■ **Work item**:
Where a line holds the word "stay", count it, then give only the total for the entries below.

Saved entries
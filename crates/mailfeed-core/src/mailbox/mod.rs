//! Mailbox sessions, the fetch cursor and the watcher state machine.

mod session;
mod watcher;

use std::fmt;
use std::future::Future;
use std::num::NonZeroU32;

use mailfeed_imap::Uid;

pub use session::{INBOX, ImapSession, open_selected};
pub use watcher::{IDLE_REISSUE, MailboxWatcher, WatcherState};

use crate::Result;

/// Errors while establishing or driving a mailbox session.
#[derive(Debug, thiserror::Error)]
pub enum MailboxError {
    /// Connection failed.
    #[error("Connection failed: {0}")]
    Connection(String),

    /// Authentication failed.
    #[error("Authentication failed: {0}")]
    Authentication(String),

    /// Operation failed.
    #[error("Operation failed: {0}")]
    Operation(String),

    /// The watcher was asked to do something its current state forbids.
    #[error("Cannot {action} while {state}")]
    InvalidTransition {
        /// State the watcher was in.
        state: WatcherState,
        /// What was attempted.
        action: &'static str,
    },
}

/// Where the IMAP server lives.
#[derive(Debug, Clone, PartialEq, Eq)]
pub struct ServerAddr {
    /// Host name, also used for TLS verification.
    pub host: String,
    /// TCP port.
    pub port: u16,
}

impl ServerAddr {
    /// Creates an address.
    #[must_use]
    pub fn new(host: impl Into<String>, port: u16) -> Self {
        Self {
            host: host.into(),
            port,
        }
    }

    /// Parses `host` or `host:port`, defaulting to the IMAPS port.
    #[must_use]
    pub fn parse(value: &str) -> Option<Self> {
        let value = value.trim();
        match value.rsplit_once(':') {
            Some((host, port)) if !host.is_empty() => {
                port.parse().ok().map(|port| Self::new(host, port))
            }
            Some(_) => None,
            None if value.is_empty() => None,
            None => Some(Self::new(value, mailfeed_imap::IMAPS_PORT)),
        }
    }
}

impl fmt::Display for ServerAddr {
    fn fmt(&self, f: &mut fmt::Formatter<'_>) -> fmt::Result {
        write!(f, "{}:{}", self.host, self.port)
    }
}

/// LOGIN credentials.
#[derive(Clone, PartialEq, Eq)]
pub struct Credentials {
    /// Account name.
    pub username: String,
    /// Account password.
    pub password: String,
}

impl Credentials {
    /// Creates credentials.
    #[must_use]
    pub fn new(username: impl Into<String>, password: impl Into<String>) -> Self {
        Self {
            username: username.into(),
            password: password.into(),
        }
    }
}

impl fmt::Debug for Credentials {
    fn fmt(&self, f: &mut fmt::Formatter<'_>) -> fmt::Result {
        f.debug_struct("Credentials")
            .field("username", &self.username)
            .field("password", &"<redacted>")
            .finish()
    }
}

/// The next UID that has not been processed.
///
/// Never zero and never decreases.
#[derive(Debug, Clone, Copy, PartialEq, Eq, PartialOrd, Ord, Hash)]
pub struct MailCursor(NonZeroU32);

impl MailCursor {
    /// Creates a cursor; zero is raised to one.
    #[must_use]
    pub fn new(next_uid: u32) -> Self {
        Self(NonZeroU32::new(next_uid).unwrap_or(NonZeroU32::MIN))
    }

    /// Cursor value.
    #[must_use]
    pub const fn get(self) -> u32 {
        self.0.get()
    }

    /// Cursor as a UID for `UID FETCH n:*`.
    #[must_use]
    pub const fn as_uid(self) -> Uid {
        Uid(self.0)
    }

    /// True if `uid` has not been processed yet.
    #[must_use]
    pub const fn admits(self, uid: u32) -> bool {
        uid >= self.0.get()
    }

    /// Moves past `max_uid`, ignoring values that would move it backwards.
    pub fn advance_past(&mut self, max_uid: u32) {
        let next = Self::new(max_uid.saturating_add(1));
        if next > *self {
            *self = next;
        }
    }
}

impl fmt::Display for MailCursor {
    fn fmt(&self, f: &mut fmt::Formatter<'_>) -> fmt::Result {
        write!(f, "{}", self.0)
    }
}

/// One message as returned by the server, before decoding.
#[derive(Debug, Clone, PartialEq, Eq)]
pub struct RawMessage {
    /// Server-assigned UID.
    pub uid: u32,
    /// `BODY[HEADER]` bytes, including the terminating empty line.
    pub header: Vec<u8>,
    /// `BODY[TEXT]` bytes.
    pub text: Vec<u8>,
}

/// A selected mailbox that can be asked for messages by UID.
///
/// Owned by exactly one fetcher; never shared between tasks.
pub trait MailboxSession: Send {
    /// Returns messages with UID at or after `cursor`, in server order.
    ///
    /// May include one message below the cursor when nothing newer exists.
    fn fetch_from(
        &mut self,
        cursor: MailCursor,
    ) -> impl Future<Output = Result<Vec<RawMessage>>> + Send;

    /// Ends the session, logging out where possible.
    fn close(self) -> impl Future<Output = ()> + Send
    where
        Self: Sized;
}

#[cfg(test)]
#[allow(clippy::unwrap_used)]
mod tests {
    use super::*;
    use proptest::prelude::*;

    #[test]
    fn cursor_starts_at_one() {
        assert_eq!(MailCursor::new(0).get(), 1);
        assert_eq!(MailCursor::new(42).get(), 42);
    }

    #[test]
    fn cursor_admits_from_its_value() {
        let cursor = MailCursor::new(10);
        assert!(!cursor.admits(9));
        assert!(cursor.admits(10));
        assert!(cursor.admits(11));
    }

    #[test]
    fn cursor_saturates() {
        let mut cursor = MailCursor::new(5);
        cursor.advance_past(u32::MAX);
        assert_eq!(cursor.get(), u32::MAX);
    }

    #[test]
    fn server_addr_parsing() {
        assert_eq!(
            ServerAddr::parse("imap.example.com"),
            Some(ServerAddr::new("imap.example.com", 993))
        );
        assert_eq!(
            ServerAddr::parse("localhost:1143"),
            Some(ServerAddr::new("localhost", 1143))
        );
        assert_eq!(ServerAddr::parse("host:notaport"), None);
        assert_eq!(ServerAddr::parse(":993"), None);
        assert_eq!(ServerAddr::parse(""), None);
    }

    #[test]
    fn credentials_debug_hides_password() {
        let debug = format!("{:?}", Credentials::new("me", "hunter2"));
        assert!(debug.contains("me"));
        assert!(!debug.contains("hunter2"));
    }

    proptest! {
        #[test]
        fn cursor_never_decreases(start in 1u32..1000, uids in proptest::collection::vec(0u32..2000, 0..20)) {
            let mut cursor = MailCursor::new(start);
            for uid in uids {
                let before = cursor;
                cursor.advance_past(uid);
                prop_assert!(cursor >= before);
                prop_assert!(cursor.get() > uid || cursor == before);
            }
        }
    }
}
* * *
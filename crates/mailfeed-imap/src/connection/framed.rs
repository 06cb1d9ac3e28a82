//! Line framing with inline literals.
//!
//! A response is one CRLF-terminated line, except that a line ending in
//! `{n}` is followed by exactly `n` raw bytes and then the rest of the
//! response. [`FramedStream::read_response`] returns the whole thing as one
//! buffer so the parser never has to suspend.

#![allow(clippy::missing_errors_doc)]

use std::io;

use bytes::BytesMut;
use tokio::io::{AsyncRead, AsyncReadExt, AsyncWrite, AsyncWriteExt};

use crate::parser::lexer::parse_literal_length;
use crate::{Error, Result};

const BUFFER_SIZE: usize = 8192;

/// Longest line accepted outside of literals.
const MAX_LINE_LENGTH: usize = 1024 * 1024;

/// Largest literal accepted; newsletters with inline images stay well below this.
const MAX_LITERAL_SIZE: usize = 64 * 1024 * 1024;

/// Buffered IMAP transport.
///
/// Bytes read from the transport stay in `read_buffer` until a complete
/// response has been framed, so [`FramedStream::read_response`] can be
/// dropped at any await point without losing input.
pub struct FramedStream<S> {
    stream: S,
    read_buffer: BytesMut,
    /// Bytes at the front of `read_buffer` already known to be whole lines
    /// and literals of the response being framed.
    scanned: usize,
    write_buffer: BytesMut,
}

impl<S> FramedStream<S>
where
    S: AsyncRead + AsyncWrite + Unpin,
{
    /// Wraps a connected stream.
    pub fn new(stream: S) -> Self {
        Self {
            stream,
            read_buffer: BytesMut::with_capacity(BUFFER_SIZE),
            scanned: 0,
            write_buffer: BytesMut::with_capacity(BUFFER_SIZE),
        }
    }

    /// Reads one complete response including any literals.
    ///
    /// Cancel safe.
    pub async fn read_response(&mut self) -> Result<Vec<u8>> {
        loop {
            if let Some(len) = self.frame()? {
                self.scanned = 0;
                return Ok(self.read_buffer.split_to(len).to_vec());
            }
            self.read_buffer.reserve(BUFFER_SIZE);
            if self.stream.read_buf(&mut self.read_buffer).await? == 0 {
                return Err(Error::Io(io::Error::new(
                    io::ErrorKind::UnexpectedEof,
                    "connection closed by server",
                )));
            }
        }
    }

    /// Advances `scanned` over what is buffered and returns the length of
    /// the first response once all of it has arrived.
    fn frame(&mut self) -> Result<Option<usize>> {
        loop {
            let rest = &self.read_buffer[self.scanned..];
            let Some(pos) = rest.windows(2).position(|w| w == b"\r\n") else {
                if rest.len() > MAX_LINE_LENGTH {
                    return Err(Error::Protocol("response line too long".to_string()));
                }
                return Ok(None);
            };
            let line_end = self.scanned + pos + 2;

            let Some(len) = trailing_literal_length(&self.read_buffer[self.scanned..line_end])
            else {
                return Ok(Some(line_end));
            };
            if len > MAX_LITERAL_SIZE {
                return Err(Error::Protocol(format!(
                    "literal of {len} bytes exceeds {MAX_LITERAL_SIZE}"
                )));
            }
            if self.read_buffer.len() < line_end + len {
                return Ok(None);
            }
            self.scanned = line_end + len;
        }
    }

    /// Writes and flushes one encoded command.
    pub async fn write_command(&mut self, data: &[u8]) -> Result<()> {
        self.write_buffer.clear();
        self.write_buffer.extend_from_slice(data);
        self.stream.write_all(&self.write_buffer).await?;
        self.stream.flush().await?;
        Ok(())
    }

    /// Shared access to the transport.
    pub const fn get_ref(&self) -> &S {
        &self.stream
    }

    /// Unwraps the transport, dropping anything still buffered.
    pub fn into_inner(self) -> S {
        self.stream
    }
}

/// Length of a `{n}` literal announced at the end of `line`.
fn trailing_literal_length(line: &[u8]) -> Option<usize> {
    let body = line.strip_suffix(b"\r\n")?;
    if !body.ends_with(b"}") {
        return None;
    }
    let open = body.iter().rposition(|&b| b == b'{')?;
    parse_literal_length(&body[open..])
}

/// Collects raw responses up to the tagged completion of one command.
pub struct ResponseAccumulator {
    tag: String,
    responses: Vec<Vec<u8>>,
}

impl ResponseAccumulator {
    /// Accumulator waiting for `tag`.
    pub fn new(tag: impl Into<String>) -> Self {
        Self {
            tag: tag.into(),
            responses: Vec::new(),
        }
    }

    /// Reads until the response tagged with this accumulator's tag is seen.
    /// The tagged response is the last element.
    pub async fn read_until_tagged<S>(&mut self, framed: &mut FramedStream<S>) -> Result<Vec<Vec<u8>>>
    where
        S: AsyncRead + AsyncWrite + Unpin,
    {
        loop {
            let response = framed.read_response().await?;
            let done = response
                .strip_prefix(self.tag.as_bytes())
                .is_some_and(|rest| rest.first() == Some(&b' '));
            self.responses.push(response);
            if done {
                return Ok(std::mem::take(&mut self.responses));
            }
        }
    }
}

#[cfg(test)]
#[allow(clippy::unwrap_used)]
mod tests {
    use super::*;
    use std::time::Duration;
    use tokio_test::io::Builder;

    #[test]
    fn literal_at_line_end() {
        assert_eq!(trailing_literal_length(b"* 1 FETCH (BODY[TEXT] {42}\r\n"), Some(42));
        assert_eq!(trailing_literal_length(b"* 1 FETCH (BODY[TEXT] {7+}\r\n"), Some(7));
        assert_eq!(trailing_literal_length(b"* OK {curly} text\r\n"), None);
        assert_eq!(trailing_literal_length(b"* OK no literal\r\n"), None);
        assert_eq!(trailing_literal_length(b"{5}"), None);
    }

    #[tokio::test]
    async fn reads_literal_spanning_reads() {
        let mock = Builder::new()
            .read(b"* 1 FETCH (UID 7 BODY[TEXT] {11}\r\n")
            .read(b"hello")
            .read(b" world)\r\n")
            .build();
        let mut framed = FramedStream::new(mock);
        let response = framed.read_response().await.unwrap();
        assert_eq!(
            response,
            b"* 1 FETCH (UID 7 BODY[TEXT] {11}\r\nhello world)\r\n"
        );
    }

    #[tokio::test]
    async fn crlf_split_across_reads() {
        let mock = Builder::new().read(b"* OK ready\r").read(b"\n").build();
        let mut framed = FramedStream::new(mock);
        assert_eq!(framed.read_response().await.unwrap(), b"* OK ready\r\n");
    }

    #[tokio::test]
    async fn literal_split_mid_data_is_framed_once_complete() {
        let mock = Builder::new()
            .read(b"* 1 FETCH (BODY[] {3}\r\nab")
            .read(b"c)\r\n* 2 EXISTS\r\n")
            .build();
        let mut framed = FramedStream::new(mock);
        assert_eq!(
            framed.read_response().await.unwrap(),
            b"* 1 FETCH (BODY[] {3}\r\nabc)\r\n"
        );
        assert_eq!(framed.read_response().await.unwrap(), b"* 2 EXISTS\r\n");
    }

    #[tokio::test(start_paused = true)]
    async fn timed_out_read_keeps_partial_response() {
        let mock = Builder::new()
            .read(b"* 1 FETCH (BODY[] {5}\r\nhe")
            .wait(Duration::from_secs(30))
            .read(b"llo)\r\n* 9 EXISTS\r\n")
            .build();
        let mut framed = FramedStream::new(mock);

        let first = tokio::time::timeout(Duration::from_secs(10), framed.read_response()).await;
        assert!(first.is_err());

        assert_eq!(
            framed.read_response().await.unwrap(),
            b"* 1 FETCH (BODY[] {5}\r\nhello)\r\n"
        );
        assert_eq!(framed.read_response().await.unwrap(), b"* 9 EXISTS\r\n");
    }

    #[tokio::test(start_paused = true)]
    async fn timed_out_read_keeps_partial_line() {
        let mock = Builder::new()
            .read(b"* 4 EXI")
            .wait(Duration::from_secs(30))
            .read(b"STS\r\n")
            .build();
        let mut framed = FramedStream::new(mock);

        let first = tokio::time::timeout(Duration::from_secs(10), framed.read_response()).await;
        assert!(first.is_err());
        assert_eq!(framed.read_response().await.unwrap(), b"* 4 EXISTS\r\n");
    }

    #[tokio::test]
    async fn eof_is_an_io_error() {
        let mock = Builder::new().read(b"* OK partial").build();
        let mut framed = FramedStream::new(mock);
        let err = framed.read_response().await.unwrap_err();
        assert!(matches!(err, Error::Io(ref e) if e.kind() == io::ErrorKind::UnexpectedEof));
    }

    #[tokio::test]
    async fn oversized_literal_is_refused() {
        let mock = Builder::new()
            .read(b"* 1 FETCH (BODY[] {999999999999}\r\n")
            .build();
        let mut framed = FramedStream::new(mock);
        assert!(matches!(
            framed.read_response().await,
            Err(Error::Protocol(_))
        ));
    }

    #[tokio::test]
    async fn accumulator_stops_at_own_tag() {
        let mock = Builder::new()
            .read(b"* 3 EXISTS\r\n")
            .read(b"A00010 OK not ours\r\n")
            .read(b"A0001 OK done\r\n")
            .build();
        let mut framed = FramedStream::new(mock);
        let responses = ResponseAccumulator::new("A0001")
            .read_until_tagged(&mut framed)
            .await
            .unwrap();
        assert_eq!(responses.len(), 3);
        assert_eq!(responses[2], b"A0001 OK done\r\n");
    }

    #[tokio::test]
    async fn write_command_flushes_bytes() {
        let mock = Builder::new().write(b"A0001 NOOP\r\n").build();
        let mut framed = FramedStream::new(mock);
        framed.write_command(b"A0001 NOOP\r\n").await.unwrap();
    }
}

■ **Result for this task**:
2